In this dataset, 73.4% of the customers do not churn . As a result, the data is skewed , and our modelling with skeweness could lead to a lot of false negatives. We will use oversampling method to avoid skewness in the modeling section later.

3.4.1. Customer information¶

Churn by gender¶

In [24]:
plt.figure(figsize=(6, 5))
labels =['Churn: No', 'Churn: Yes']
values = telecom_cust['Churn'].value_counts()
labels_gender = ['F', 'M', 'F', 'M']
values_gender = telecom_cust.groupby(['Churn', 'gender'])['gender'].value_counts()
width = 3
plt.pie(values, labels=labels, autopct='%1.1f%%', 
       colors=palette_color, radius=10, startangle=90, pctdistance=1.2, labeldistance=1.0,
       wedgeprops = { 'linewidth' : 3, 'edgecolor' : 'white' })
plt.pie(values_gender, labels=labels_gender, autopct='%1.1f%%',
       colors=sns.color_palette('mako'), radius=10 - width, startangle=90,
       wedgeprops = { 'linewidth' : 3, 'edgecolor' : 'white' })

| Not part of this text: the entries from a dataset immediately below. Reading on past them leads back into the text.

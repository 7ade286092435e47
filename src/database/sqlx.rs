use dotenv::dotenv;
use sqlx::sqlite::{SqliteConnectOptions, SqlitePool, SqlitePoolOptions};
use std::error::Error;
use std::str::FromStr;
use tracing::info;

pub async fn db_connection() -> Result<SqlitePool, Box<dyn Error>> {
    dotenv().ok();
    let database_url = std::env::var("DATABASE_URL").unwrap_or_else(|_| {
        tracing::warn!("DATABASE_URL not set, using default SQLite file");
        "sqlite:porcfleet.sqlite".to_string()
    });

    let pool = connect(&database_url).await?;
    info!("Connected to SQLite database at {database_url}");
    Ok(pool)
}

pub async fn connect(database_url: &str) -> Result<SqlitePool, Box<dyn Error>> {
    let options = SqliteConnectOptions::from_str(database_url)?.create_if_missing(true);

    // An in-memory database exists per connection; cap the pool so
    // every caller sees the same one.
    let pool = if database_url.contains(":memory:") {
        SqlitePoolOptions::new()
            .max_connections(1)
            .connect_with(options)
            .await?
    } else {
        SqlitePool::connect_with(options).await?
    };

    create_schema(&pool).await?;
    Ok(pool)
}

async fn create_schema(pool: &SqlitePool) -> Result<(), sqlx::Error> {
    sqlx::query(
        r#"
        CREATE TABLE IF NOT EXISTS farms (
            farm_id TEXT PRIMARY KEY,
            name TEXT NOT NULL DEFAULT '',
            lat REAL NOT NULL,
            lon REAL NOT NULL,
            inventory_pigs INTEGER NOT NULL,
            avg_weight_kg REAL NOT NULL,
            growth_rate_kg_per_week REAL,
            age_weeks INTEGER,
            price_per_kg REAL,
            created_at INTEGER NOT NULL
        )
        "#,
    )
    .execute(pool)
    .await?;

    sqlx::query(
        r#"
        CREATE TABLE IF NOT EXISTS slaughterhouses (
            slaughterhouse_id TEXT PRIMARY KEY,
            name TEXT NOT NULL DEFAULT '',
            lat REAL NOT NULL,
            lon REAL NOT NULL,
            capacity_per_day INTEGER NOT NULL,
            price_per_kg REAL,
            created_at INTEGER NOT NULL
        )
        "#,
    )
    .execute(pool)
    .await?;

    sqlx::query(
        r#"
        CREATE TABLE IF NOT EXISTS transports (
            transport_id TEXT PRIMARY KEY,
            truck_type TEXT NOT NULL,
            capacity_tons REAL NOT NULL,
            cost_per_km REAL NOT NULL,
            max_hours_per_week REAL,
            fixed_weekly_cost REAL,
            available INTEGER NOT NULL DEFAULT 1,
            created_at INTEGER NOT NULL
        )
        "#,
    )
    .execute(pool)
    .await?;

    Ok(())
}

centre_circle = plt.Circle((0,0),5,color='white')
fig = plt.gcf()
fig.gca().add_artist(centre_circle)

plt.title('Churn by Gender: Male(M), Female(F)', fontsize=14)
plt.axis('equal')
plt.tight_layout()
plt.show()

As it can be seen from the donut plot, 26.6% of customers have switched to another company (churned).
Among the customers who has churned, there is an equality in the number of males and females. Therefore, both genders behaved in a similar way when it comes to change to another service provider.

Churn by seniority¶

In [25]:
ax = sns.countplot(x='SeniorCitizen', hue='Churn', data=telecom_cust, palette='crest')
ax.set_ylabel('Number of customers', fontsize = 13)
ax.set_title('Churn by Seniority level', fontsize = 14)
ax.set_xlabel('Senior Citizen', fontsize = 13)
Out[25]:
Text(0.5, 0, 'Senior Citizen')

Although the number of senior citizens is significantly lower than that of their counterpart, their churn rate is significant higher . Therefore senior citizens could be a potential feature to predict churned customers.

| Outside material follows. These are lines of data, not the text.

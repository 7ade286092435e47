mod support;

use porcfleet::adapter::{
    self, FarmStatus, LogLevel, NextDayError, NextDayRequest,
};
use porcfleet::domain::scenario::{FarmSpec, Scenario, TruckSpec};
use porcfleet::domain::types::TruckClass;
use porcfleet::simulation::Simulation;
use support::{hub, km_north_of_hub, offline_oracle};

fn scenario_with(farms: Vec<FarmSpec>, trucks: Vec<TruckSpec>) -> Scenario {
    Scenario { trucks, farms }
}

fn small_truck(id: &str) -> TruckSpec {
    TruckSpec {
        id: id.to_string(),
        capacity_tons: 10.0,
        class: TruckClass::Small,
        cost_per_km: None,
    }
}

fn farm_spec(id: &str, km_north: f64, inventory: u32, weight: f64) -> FarmSpec {
    let (lat, lon) = km_north_of_hub(km_north);
    FarmSpec {
        id: id.to_string(),
        lat,
        lon,
        inventory,
        avg_weight: weight,
    }
}

#[tokio::test]
async fn next_day_requires_trucks_farms_and_inventory() {
    let req = NextDayRequest::default();

    let mut no_trucks = Simulation::new(
        scenario_with(vec![farm_spec("F1", 5.0, 100, 110.0)], vec![]),
        hub(),
        offline_oracle(),
        5,
    );
    let err = adapter::next_day(&mut no_trucks, &req, false).await.unwrap_err();
    assert_eq!(err, NextDayError::NoTrucks);

    let mut no_farms = Simulation::new(
        scenario_with(vec![], vec![small_truck("1")]),
        hub(),
        offline_oracle(),
        5,
    );
    let err = adapter::next_day(&mut no_farms, &req, false).await.unwrap_err();
    assert_eq!(err, NextDayError::NoFarms);

    let mut no_pigs = Simulation::new(
        scenario_with(vec![farm_spec("F1", 5.0, 0, 110.0)], vec![small_truck("1")]),
        hub(),
        offline_oracle(),
        5,
    );
    let err = adapter::next_day(&mut no_pigs, &req, false).await.unwrap_err();
    assert_eq!(err, NextDayError::NoInventory);
}

#[tokio::test]
async fn next_day_reports_routes_statuses_and_warnings() {
    let scenario = scenario_with(
        vec![
            farm_spec("F1", 5.0, 200, 110.0),
            // Underweight herd: deferred by the planner, flagged by the
            // mild penalty band after growth.
            farm_spec("F2", 8.0, 100, 100.0),
        ],
        vec![small_truck("1")],
    );
    let mut sim = Simulation::new(scenario, hub(), offline_oracle(), 5);

    let response = adapter::next_day(&mut sim, &NextDayRequest::default(), false)
        .await
        .expect("preconditions hold");

    assert_eq!(response.day_index, 1);
    assert_eq!(response.routes.len(), 1);

    let route = &response.routes[0];
    assert_eq!(route.truck_type, "small");
    assert_eq!(route.stops, vec!["F1".to_string()]);
    assert!(route.cost > 0.0);
    // Path is hub -> farm -> hub.
    assert_eq!(route.path.len(), 3);
    assert_eq!(route.path.first(), route.path.last());

    let f1 = response
        .farm_updates
        .iter()
        .find(|u| u.id == "F1")
        .expect("update for F1");
    assert_eq!(f1.status, FarmStatus::Visited);
    assert!(f1.new_weight > 110.0); // default growth override 0.9

    // The trip fills the 10 t truck at the post-growth weight.
    let expected_pigs = (10_000.0 / f1.new_weight) as u32;
    assert_eq!(route.pigs_transported, expected_pigs);
    assert_eq!(f1.pigs_remaining, 200 - expected_pigs);
    assert_eq!(response.kpis.total_pigs, expected_pigs);
    assert!(response.kpis.daily_revenue > 0.0);
    assert!(response.kpis.daily_cost > 0.0);

    let f2 = response
        .farm_updates
        .iter()
        .find(|u| u.id == "F2")
        .expect("update for F2");
    assert_eq!(f2.status, FarmStatus::Growing);
    assert_eq!(f2.pigs_remaining, 100);

    assert!(response
        .logs
        .iter()
        .any(|l| l.kind == LogLevel::Info && l.msg.contains("Route 1 completed")));
    assert!(response
        .logs
        .iter()
        .any(|l| l.kind == LogLevel::Warning && l.msg.contains("F2")));
}

#[tokio::test]
async fn next_day_empties_a_small_farm() {
    let scenario = scenario_with(
        vec![farm_spec("F1", 5.0, 50, 110.0)],
        vec![small_truck("1")],
    );
    let mut sim = Simulation::new(scenario, hub(), offline_oracle(), 5);

    let response = adapter::next_day(&mut sim, &NextDayRequest::default(), false)
        .await
        .expect("preconditions hold");

    let f1 = &response.farm_updates[0];
    assert_eq!(f1.status, FarmStatus::Empty);
    assert_eq!(f1.pigs_remaining, 0);
}

#[tokio::test]
async fn next_day_on_a_weekend_plans_nothing() {
    let scenario = scenario_with(
        vec![farm_spec("F1", 5.0, 100, 110.0)],
        vec![small_truck("1")],
    );
    let mut sim = Simulation::new(scenario, hub(), offline_oracle(), 5);
    sim.day_index = 5; // Saturday

    let response = adapter::next_day(&mut sim, &NextDayRequest::default(), false)
        .await
        .expect("preconditions hold");

    assert_eq!(response.day_index, 6);
    assert!(response.routes.is_empty());
    assert_eq!(response.kpis.total_pigs, 0);
    assert!(response
        .logs
        .iter()
        .any(|l| l.kind == LogLevel::Info && l.msg.contains("non-working")));
    // The herd still grew.
    assert!(response.farm_updates[0].new_weight > 110.0);
}

#[tokio::test]
async fn growth_rate_override_reaches_the_growth_tick() {
    let scenario = scenario_with(
        vec![farm_spec("F1", 5.0, 100, 110.0)],
        vec![small_truck("1")],
    );
    let mut sim = Simulation::new(scenario, hub(), offline_oracle(), 5);

    let req = NextDayRequest {
        growth_rate: Some(5.0),
    };
    let response = adapter::next_day(&mut sim, &req, false).await.unwrap();

    // Mean gain of 5 kg with std 0.1: far outside the default band.
    assert!(response.farm_updates[0].new_weight > 114.0);
}

#[tokio::test]
async fn reset_restores_day_zero() {
    let scenario = scenario_with(
        vec![farm_spec("F1", 5.0, 100, 110.0)],
        vec![small_truck("1")],
    );
    let mut sim = Simulation::new(scenario, hub(), offline_oracle(), 5);

    adapter::next_day(&mut sim, &NextDayRequest::default(), false)
        .await
        .unwrap();
    assert_eq!(sim.day_index, 1);

    let response = adapter::reset(&mut sim);
    assert!(response.ok);
    assert_eq!(sim.day_index, 0);
    assert_eq!(sim.farms[0].inventory, 100);
}

#[tokio::test]
async fn history_returns_parallel_arrays() {
    let scenario = scenario_with(
        vec![farm_spec("F1", 5.0, 2_000, 110.0)],
        vec![small_truck("1")],
    );
    let mut sim = Simulation::new(scenario, hub(), offline_oracle(), 5);

    adapter::next_day(&mut sim, &NextDayRequest::default(), false)
        .await
        .unwrap();
    adapter::next_day(&mut sim, &NextDayRequest::default(), false)
        .await
        .unwrap();

    let history = adapter::history(&sim);
    assert_eq!(history.labels, vec!["Day 1".to_string(), "Day 2".to_string()]);
    assert_eq!(history.profit.len(), 2);
    assert_eq!(history.revenue.len(), 2);
    assert_eq!(history.cost.len(), 2);
    assert_eq!(history.pigs_delivered.len(), 2);
    assert!(history.pigs_delivered[0] > 0);
}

Churn by partner and dependent status¶

In [26]:
fig, (ax1,ax2) = plt.subplots(nrows=1, ncols=2, sharey = True, figsize = (12, 6))

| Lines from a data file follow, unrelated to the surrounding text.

use chrono::Utc;
use serde::{Deserialize, Serialize};
use sqlx::SqlitePool;
use uuid::Uuid;

#[derive(Debug, Clone, Serialize, sqlx::FromRow)]
pub struct SlaughterhouseRecord {
    pub slaughterhouse_id: String,
    pub name: String,
    pub lat: f64,
    pub lon: f64,
    pub capacity_per_day: i64,
    pub price_per_kg: Option<f64>,
    pub created_at: i64,
}

/// Ids are server-assigned on create.
#[derive(Debug, Clone, Deserialize)]
#[serde(deny_unknown_fields)]
pub struct SlaughterhouseCreate {
    #[serde(default)]
    pub name: Option<String>,
    pub lat: f64,
    pub lon: f64,
    pub capacity_per_day: i64,
    #[serde(default)]
    pub price_per_kg: Option<f64>,
}

#[derive(Debug, Clone, Default, Deserialize)]
#[serde(deny_unknown_fields)]
pub struct SlaughterhouseUpdateFields {
    #[serde(default)]
    pub name: Option<String>,
    #[serde(default)]
    pub lat: Option<f64>,
    #[serde(default)]
    pub lon: Option<f64>,
    #[serde(default)]
    pub capacity_per_day: Option<i64>,
    #[serde(default)]
    pub price_per_kg: Option<f64>,
}

pub async fn list_slaughterhouses(
    pool: &SqlitePool,
    skip: i64,
    limit: i64,
) -> Result<Vec<SlaughterhouseRecord>, sqlx::Error> {
    sqlx::query_as::<_, SlaughterhouseRecord>(
        "SELECT * FROM slaughterhouses ORDER BY slaughterhouse_id LIMIT ? OFFSET ?",
    )
    .bind(limit)
    .bind(skip)
    .fetch_all(pool)
    .await
}

pub async fn get_slaughterhouse(
    pool: &SqlitePool,
    slaughterhouse_id: &str,
) -> Result<Option<SlaughterhouseRecord>, sqlx::Error> {
    sqlx::query_as::<_, SlaughterhouseRecord>(
        "SELECT * FROM slaughterhouses WHERE slaughterhouse_id = ?",
    )
    .bind(slaughterhouse_id)
    .fetch_optional(pool)
    .await
}

pub async fn create_slaughterhouse(
    pool: &SqlitePool,
    input: SlaughterhouseCreate,
) -> Result<SlaughterhouseRecord, sqlx::Error> {
    let slaughterhouse_id = Uuid::new_v4().to_string();
    let created_at = Utc::now().timestamp();
    sqlx::query(
        r#"
        INSERT INTO slaughterhouses (
            slaughterhouse_id, name, lat, lon, capacity_per_day, price_per_kg, created_at
        ) VALUES (?, ?, ?, ?, ?, ?, ?)
        "#,
    )
    .bind(&slaughterhouse_id)
    .bind(input.name.clone().unwrap_or_default())
    .bind(input.lat)
    .bind(input.lon)
    .bind(input.capacity_per_day)
    .bind(input.price_per_kg)
    .bind(created_at)
    .execute(pool)
    .await?;

    Ok(SlaughterhouseRecord {
        slaughterhouse_id,
        name: input.name.unwrap_or_default(),
        lat: input.lat,
        lon: input.lon,
        capacity_per_day: input.capacity_per_day,
        price_per_kg: input.price_per_kg,
        created_at,
    })
}

pub async fn update_slaughterhouse(
    pool: &SqlitePool,
    slaughterhouse_id: &str,
    fields: SlaughterhouseUpdateFields,
) -> Result<Option<SlaughterhouseRecord>, sqlx::Error> {
    let result = sqlx::query(
        r#"
        UPDATE slaughterhouses SET
            name = COALESCE(?, name),
            lat = COALESCE(?, lat),
            lon = COALESCE(?, lon),
            capacity_per_day = COALESCE(?, capacity_per_day),
            price_per_kg = COALESCE(?, price_per_kg)
        WHERE slaughterhouse_id = ?
        "#,
    )
    .bind(fields.name)
    .bind(fields.lat)
    .bind(fields.lon)
    .bind(fields.capacity_per_day)
    .bind(fields.price_per_kg)
    .bind(slaughterhouse_id)
    .execute(pool)
    .await?;

    if result.rows_affected() == 0 {
        return Ok(None);
    }
    get_slaughterhouse(pool, slaughterhouse_id).await
}

pub async fn delete_slaughterhouse(
    pool: &SqlitePool,
    slaughterhouse_id: &str,
) -> Result<bool, sqlx::Error> {
    let result = sqlx::query("DELETE FROM slaughterhouses WHERE slaughterhouse_id = ?")
        .bind(slaughterhouse_id)
        .execute(pool)
        .await?;
    Ok(result.rows_affected() > 0)
}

ax = sns.countplot(x='Churn', hue='Partner', data=telecom_cust, palette='crest', ax=ax1)
ax.set_ylabel('Number of customers', fontsize = 13)
ax.set_xlabel('Churn', fontsize=13)
ax.set_title('Churn by Partner status', fontsize = 14)

ax = sns.countplot(x='Churn', hue='Dependents', data=telecom_cust, palette='crest', ax=ax2)
ax.set_ylabel('Number of customers', fontsize = 13)
ax.set_xlabel('Churn',fontsize = 13)
ax.set_title('Churn by Dependent status', fontsize = 14)
Out[26]:
Text(0.5, 1.0, 'Churn by Dependent status')

It can be observed from the first graph that customers who doesn't have partners are more likely to churn. Additionally, in the second bar chart, customers without dependents are more likely to churn.

3.4.2. Contract information¶

Churn by Contract Tenure¶

In [27]:
tenure_churn_rel = sns.histplot(data = telecom_cust, x = 'tenure', hue = 'Churn', multiple="stack", palette = "crest")
tenure_churn_rel.set_ylabel('Number of customers', fontsize = 13)
tenure_churn_rel.set_xlabel('Tenure (unit = month)', fontsize = 13)
tenure_churn_rel.set_title('Churn by Contract Tenure', fontsize = 14)
Out[27]:
Text(0.5, 1.0, 'Churn by Contract Tenure')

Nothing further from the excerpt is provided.